CMC and eCTD Authoring Automation

eCTD Automation for Module 3 & Annual Reports

Mushroom Solutions provides a unified, end-to-end automation solution for eCTD submissions, enabling life sciences organizations to accelerate CMC development and Annual Reports generation with greater accuracy and compliance. The platform streamlines the creation, management, and publishing of both development Module 3 and commercial Annual Reports by unifying data ingestion, structured CMC modules, Product Feature Documents (PFDs), and collaborative authoring into a single, trusted source of truth.

Built-in automation ensures complete traceability, version control, and audit-ready compliance throughout the submission lifecycle. By eliminating manual handoffs and fragmented documentation, the solution reduces operational effort, minimizes errors, and improves submission quality. Automated workflows support content reuse, controlled updates, and seamless collaboration across regulatory, CMC, and quality teams, enabling faster and more consistent submissions.

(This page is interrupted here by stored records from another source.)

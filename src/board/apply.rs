//! In-place move application and its exact inverse.
//!
//! [`Board::apply`] mutates the position and returns a [`MoveUndo`] record;
//! feeding that record to [`Board::undo`] restores the board bit for bit.
//! The search leans on this pair to walk the game tree on a single board
//! instead of copying positions at every node.

use smallvec::SmallVec;

use super::board::Board;
use super::castle_rights::CastleRights;
use super::color::Color;
use super::piece::{Piece, PieceKind};
use super::square::Square;
use crate::chess_move::ChessMove;

/// One grid cell to put back during undo: `piece` stood on `origin` before
/// the move, and if `vacated` is set, whatever now occupies that square must
/// be cleared first. A move touches at most four cells (mover, victim,
/// en passant victim, castling rook).
#[derive(Clone, Debug)]
pub(super) struct CellRestore {
    origin: Square,
    vacated: Option<Square>,
    piece: Piece,
}

/// Everything needed to reverse one applied move.
#[derive(Clone, Debug)]
pub struct MoveUndo {
    balance: i32,
    castle_rights: CastleRights,
    en_passant_target: Option<Square>,
    cells: SmallVec<[CellRestore; 4]>,
    mv: ChessMove,
}

impl Board {
    /// Applies `mv` to the board and returns the record that reverses it.
    ///
    /// The move must come from the generator (or be equally well formed):
    /// its capture, en passant, rights, and castling fields are trusted
    /// rather than re-derived here. Pawns reaching the far rank are promoted
    /// to queens. Capturing a king marks the position done.
    ///
    /// Panics if the source square is empty, since that means the move and
    /// the board have fallen out of sync.
    pub fn apply(&mut self, mv: &ChessMove) -> MoveUndo {
        let mut undo = MoveUndo {
            balance: self.material_balance,
            castle_rights: self.castle_rights,
            en_passant_target: self.en_passant_target,
            cells: SmallVec::new(),
            mv: mv.clone(),
        };

        let piece = self.grid[mv.from.rank as usize][mv.from.file as usize]
            .take()
            .expect("apply: move source square is empty");
        self.positions[piece.index()].remove(&mv.from);
        undo.cells.push(CellRestore {
            origin: mv.from,
            vacated: Some(mv.to),
            piece,
        });

        if let Some(victim) = mv.capture {
            self.grid[mv.to.rank as usize][mv.to.file as usize] = None;
            self.positions[victim.index()].remove(&mv.to);
            self.material_balance -= victim.material();
            if victim.kind == PieceKind::King {
                self.is_done = true;
            }
            undo.cells.push(CellRestore {
                origin: mv.to,
                vacated: None,
                piece: victim,
            });
        }

        if let Some((victim_square, victim)) = mv.en_passant_capture {
            self.grid[victim_square.rank as usize][victim_square.file as usize] = None;
            self.positions[victim.index()].remove(&victim_square);
            self.material_balance -= victim.material();
            undo.cells.push(CellRestore {
                origin: victim_square,
                vacated: None,
                piece: victim,
            });
        }

        let landing = if piece.kind == PieceKind::Pawn && (mv.to.rank == 0 || mv.to.rank == 7) {
            Piece::new(PieceKind::Queen, piece.color)
        } else {
            piece
        };
        self.material_balance += landing.material() - piece.material();
        self.grid[mv.to.rank as usize][mv.to.file as usize] = Some(landing);
        self.positions[landing.index()].insert(mv.to);

        if let Some(side) = mv.castle {
            let rook = self.grid[side.rook_from().rank as usize][side.rook_from().file as usize]
                .take()
                .expect("apply: castling rook square is empty");
            self.positions[rook.index()].remove(&side.rook_from());
            self.grid[side.rook_to().rank as usize][side.rook_to().file as usize] = Some(rook);
            self.positions[rook.index()].insert(side.rook_to());
            undo.cells.push(CellRestore {
                origin: side.rook_from(),
                vacated: Some(side.rook_to()),
                piece: rook,
            });
        }

        if let Some(rights) = mv.new_castle_rights {
            self.castle_rights = rights;
        }
        self.en_passant_target = mv.new_en_passant_target;

        if self.turn == Color::Black {
            self.fullmove_number += 1;
        }
        self.halfmove_clock += 1;
        self.turn = self.turn.opposite();

        undo
    }

    /// Reverses the move described by `record`, restoring the board to the
    /// exact state it had before the matching [`Board::apply`]. Returns the
    /// move that was undone.
    pub fn undo(&mut self, record: MoveUndo) -> ChessMove {
        self.material_balance = record.balance;
        self.castle_rights = record.castle_rights;
        self.en_passant_target = record.en_passant_target;

        for cell in &record.cells {
            if let Some(vacated) = cell.vacated {
                if let Some(occupant) =
                    self.grid[vacated.rank as usize][vacated.file as usize].take()
                {
                    self.positions[occupant.index()].remove(&vacated);
                }
            }
            self.grid[cell.origin.rank as usize][cell.origin.file as usize] = Some(cell.piece);
            self.positions[cell.piece.index()].insert(cell.origin);
        }

        if self.turn == Color::White {
            self.fullmove_number -= 1;
        }
        self.halfmove_clock -= 1;
        self.turn = self.turn.opposite();
        self.is_done = false;

        record.mv
    }
}
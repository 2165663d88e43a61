use log::debug;
use thiserror::Error;

use super::game::{Game, OrderingHints};

/// Initial window bounds. They sit strictly outside any score a game should
/// produce, so even a forced loss beats the unexplored default.
pub const LOWEST_SCORE: i32 = i32::MIN + 1;
pub const HIGHEST_SCORE: i32 = i32::MAX - 1;

#[derive(Error, Debug, PartialEq)]
pub enum SearchError {
    #[error("no available moves to search")]
    NoAvailableMoves,
    #[error("search depth must be at least 1")]
    DepthTooLow,
}

/// Depth-bounded alpha-beta minimax over a [`Game`].
///
/// The driver is reusable: ordering hints (the previous best line and the
/// moves that caused cutoffs) carry over from one `search` call to the next,
/// so searching successive positions of the same game gets faster orderings
/// for free.
pub struct GameSearch<G: Game> {
    depth: u8,
    hints: OrderingHints<G::Move>,
    line: Vec<G::Move>,
    searched_position_count: usize,
    cutoff_count: usize,
}

impl<G: Game> GameSearch<G> {
    pub fn new(depth: u8) -> Result<Self, SearchError> {
        if depth == 0 {
            return Err(SearchError::DepthTooLow);
        }
        Ok(Self {
            depth,
            hints: OrderingHints::default(),
            line: Vec::new(),
            searched_position_count: 0,
            cutoff_count: 0,
        })
    }

    pub fn depth(&self) -> u8 {
        self.depth
    }

    /// Positions visited by the most recent `search` call.
    pub fn searched_position_count(&self) -> usize {
        self.searched_position_count
    }

    /// Subtrees abandoned to cutoffs in the most recent `search` call.
    pub fn cutoff_count(&self) -> usize {
        self.cutoff_count
    }

    /// The best line found by the most recent `search` call, starting with
    /// the returned move.
    pub fn last_line(&self) -> &[G::Move] {
        &self.line
    }

    /// Finds the best move for the side to move in `state`.
    ///
    /// `state` is mutated during the search and restored before returning.
    /// Ties are broken toward the earliest move in ordering: a later move
    /// must strictly beat the incumbent to replace it, which also keeps the
    /// result deterministic for a deterministic ordering.
    pub fn search(&mut self, state: &mut G::State) -> Result<G::Move, SearchError> {
        self.searched_position_count = 0;
        self.cutoff_count = 0;

        let maximizing = G::is_maximizing(state);
        let mut alpha = LOWEST_SCORE;
        let mut beta = HIGHEST_SCORE;
        let mut best_move: Option<G::Move> = None;
        let mut best_score = if maximizing { LOWEST_SCORE } else { HIGHEST_SCORE };
        let mut best_line = Vec::new();
        let mut child_line = Vec::new();

        // The root window never closes (only one bound tightens here), so
        // every root move gets scored.
        for mv in G::list_moves(state, &self.hints) {
            let score = self.descend(state, &mv, self.depth - 1, alpha, beta, &mut child_line);
            let improved = match best_move {
                Some(_) => {
                    if maximizing {
                        score > best_score
                    } else {
                        score < best_score
                    }
                }
                None => true,
            };
            if improved {
                best_score = score;
                best_line.clear();
                best_line.push(mv.clone());
                best_line.append(&mut child_line);
                best_move = Some(mv);
            }
            if maximizing {
                alpha = alpha.max(best_score);
            } else {
                beta = beta.min(best_score);
            }
        }

        let best_move = best_move.ok_or(SearchError::NoAvailableMoves)?;
        debug!(
            "picked {:?} scoring {} after {} positions ({} cutoffs), line {:?}",
            best_move, best_score, self.searched_position_count, self.cutoff_count, best_line
        );
        self.hints.set_critical_path(best_line.iter().cloned());
        self.line = best_line;
        Ok(best_move)
    }

    /// Applies `mv`, scores the resulting subtree, and puts the state back.
    fn descend(
        &mut self,
        state: &mut G::State,
        mv: &G::Move,
        depth: u8,
        alpha: i32,
        beta: i32,
        line: &mut Vec<G::Move>,
    ) -> i32 {
        let undo = G::apply(state, mv);
        let score = self.minimax(state, mv, depth, alpha, beta, line);
        G::undo(state, undo);
        score
    }

    fn minimax(
        &mut self,
        state: &mut G::State,
        last_move: &G::Move,
        depth: u8,
        mut alpha: i32,
        mut beta: i32,
        line: &mut Vec<G::Move>,
    ) -> i32 {
        self.searched_position_count += 1;

        if G::is_terminal(state) {
            line.clear();
            return G::score_terminal(state);
        }
        if depth == 0 {
            line.clear();
            return G::score_leaf(state, last_move);
        }

        let maximizing = G::is_maximizing(state);
        let mut best = if maximizing { LOWEST_SCORE } else { HIGHEST_SCORE };
        let mut visited_any = false;
        let mut best_line = Vec::new();
        let mut child_line = Vec::new();

        for mv in G::list_moves(state, &self.hints) {
            visited_any = true;
            let score = self.descend(state, &mv, depth - 1, alpha, beta, &mut child_line);
            let improved = if maximizing { score > best } else { score < best };
            if improved {
                best = score;
                best_line.clear();
                best_line.push(mv.clone());
                best_line.append(&mut child_line);
            }
            if maximizing {
                alpha = alpha.max(best);
            } else {
                beta = beta.min(best);
            }
            if alpha >= beta {
                self.cutoff_count += 1;
                self.hints.note_pruner(&mv);
                break;
            }
        }

        // A side with no moves at all ends the game on the spot.
        if !visited_any {
            line.clear();
            return G::score_terminal(state);
        }

        line.clear();
        line.append(&mut best_line);
        best
    }
}
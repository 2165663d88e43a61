use log::debug;

use super::move_orderer;
use crate::board::{Board, Color, MoveUndo};
use crate::chess_move::ChessMove;
use crate::evaluate;
use crate::move_generator::{ChessMoveList, MoveGenerator};
use crate::search::{Game, GameSearch, OrderingHints, SearchError};

/// Chess as seen by the generic search driver: White maximizes, a captured
/// king ends the game, and leaves are scored by the evaluator.
pub struct ChessGame;

impl Game for ChessGame {
    type State = Board;
    type Move = ChessMove;
    type Undo = MoveUndo;
    type MoveList = ChessMoveList;

    fn is_maximizing(board: &Board) -> bool {
        board.turn() == Color::White
    }

    fn is_terminal(board: &Board) -> bool {
        board.is_done()
    }

    fn score_leaf(board: &mut Board, last_move: &ChessMove) -> i32 {
        evaluate::score(board, last_move)
    }

    fn score_terminal(board: &mut Board) -> i32 {
        evaluate::score_terminal(board)
    }

    fn list_moves(board: &mut Board, hints: &OrderingHints<ChessMove>) -> ChessMoveList {
        let moves = MoveGenerator::default().generate_moves(board);
        move_orderer::order_moves(board, moves, hints)
    }

    fn apply(board: &mut Board, mv: &ChessMove) -> MoveUndo {
        board.apply(mv)
    }

    fn undo(board: &mut Board, undo: MoveUndo) {
        board.undo(undo);
    }
}

/// A reusable engine for one game: keeping the searcher alive between moves
/// lets the driver's ordering hints speed up later searches.
pub struct ChessSearcher {
    search: GameSearch<ChessGame>,
}

impl ChessSearcher {
    pub fn new(depth: u8) -> Result<Self, SearchError> {
        Ok(Self {
            search: GameSearch::new(depth)?,
        })
    }

    /// The best move for the side to move. The board is used as scratch
    /// space during the search but comes back unchanged.
    pub fn next_move(&mut self, board: &mut Board) -> Result<ChessMove, SearchError> {
        let best = self.search.search(board)?;
        debug!(
            "{} plays {} at depth {} ({} positions, {} cutoffs)",
            board.turn(),
            best,
            self.search.depth(),
            self.search.searched_position_count(),
            self.search.cutoff_count(),
        );
        Ok(best)
    }

    pub fn searched_position_count(&self) -> usize {
        self.search.searched_position_count()
    }

    pub fn last_line(&self) -> &[ChessMove] {
        self.search.last_line()
    }
}

/// One-shot convenience wrapper around [`ChessSearcher`].
pub fn search_best_move(board: &mut Board, depth: u8) -> Result<ChessMove, SearchError> {
    ChessSearcher::new(depth)?.next_move(board)
}

#[cfg(test)]
mod tests {
    use super::*;
    use crate::board::Square;

    fn best_move(fen: &str, depth: u8) -> ChessMove {
        let mut board: Board = fen.parse().unwrap();
        search_best_move(&mut board, depth).unwrap()
    }

    #[test]
    fn test_takes_a_free_queen() {
        let best = best_move("4k3/8/8/8/4q3/3P4/8/4K3 w - - 0 50", 2);
        assert_eq!(best.from, Square::new(5, 3));
        assert_eq!(best.to, Square::new(4, 4));
    }

    #[test]
    fn test_finds_a_back_rank_mate() {
        // Re8 traps the king behind its own pawns; at depth 3 the search
        // sees the king fall no matter what Black answers.
        let best = best_move("6k1/5ppp/8/8/8/8/8/4R2K w - - 0 1", 3);
        assert_eq!(best.from, Square::new(7, 4));
        assert_eq!(best.to, Square::new(0, 4));
    }

    #[test]
    fn test_black_saves_the_queen_by_taking_the_attacker() {
        // Black to move with the queen attacked by the d3 pawn: capturing
        // it both answers the threat and minimizes the score.
        let fen = "3k4/8/8/8/4q3/3P4/8/3K4 b - - 0 50";
        let mut board: Board = fen.parse().unwrap();
        let best = search_best_move(&mut board, 2).unwrap();
        assert_eq!(best.from, Square::new(4, 4));
        assert_eq!(best.to, Square::new(5, 3));
        // The search must not leave the board disturbed.
        assert_eq!(board.to_fen(), fen);
    }

    #[test]
    fn test_search_is_deterministic() {
        let fen = "r1bqkbnr/pppp1ppp/2n5/4p3/2B1P3/5N2/PPPP1PPP/RNBQK2R w KQkq - 4 4";
        assert_eq!(best_move(fen, 2), best_move(fen, 2));
    }

    #[test]
    fn test_ties_break_toward_the_first_ordered_move() {
        // Lone kings: every move scores the same, so the ordering's first
        // move wins.
        let fen = "4k3/8/8/8/8/8/8/4K3 w - - 0 1";
        let mut board: Board = fen.parse().unwrap();
        let ordered = ChessGame::list_moves(&mut board, &OrderingHints::default());
        let best = search_best_move(&mut board, 2).unwrap();
        assert_eq!(best, ordered[0]);
    }

    #[test]
    fn test_stalemate_has_no_move_to_return() {
        let mut board: Board = "k7/8/K7/1Q6/8/8/8/8 b - - 0 1".parse().unwrap();
        assert_eq!(
            search_best_move(&mut board, 2),
            Err(SearchError::NoAvailableMoves)
        );
    }

    #[test]
    fn test_reusing_the_searcher_across_moves() {
        let mut board = Board::starting_position();
        let mut searcher = ChessSearcher::new(2).unwrap();

        let first = searcher.next_move(&mut board).unwrap();
        assert!(!searcher.last_line().is_empty());
        board.apply(&first);

        let reply = searcher.next_move(&mut board).unwrap();
        assert_eq!(board.get(reply.from).map(|p| p.color), Some(Color::Black));
    }
}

The solution is designed to adapt to evolving regulatory requirements while maintaining data integrity and inspection readiness. It supports a wide range of product types, including small molecules, biologics, vaccines, and cell and gene therapies (CGT), making it suitable for both early development and commercial-stage submissions. With scalable architecture and intelligent automation, Mushroom Solutions empowers teams to meet regulatory timelines with confidence and efficiency across global markets.
Bridging Fragmented Workflows
Teams lose time collating data across QMS/LIMS/SharePoint, re-entering values, and reconciling versions. Mushroom automates extraction → structuring → authoring with full traceability—so your eCTD stays consistent from development to commercial lifecycle updates.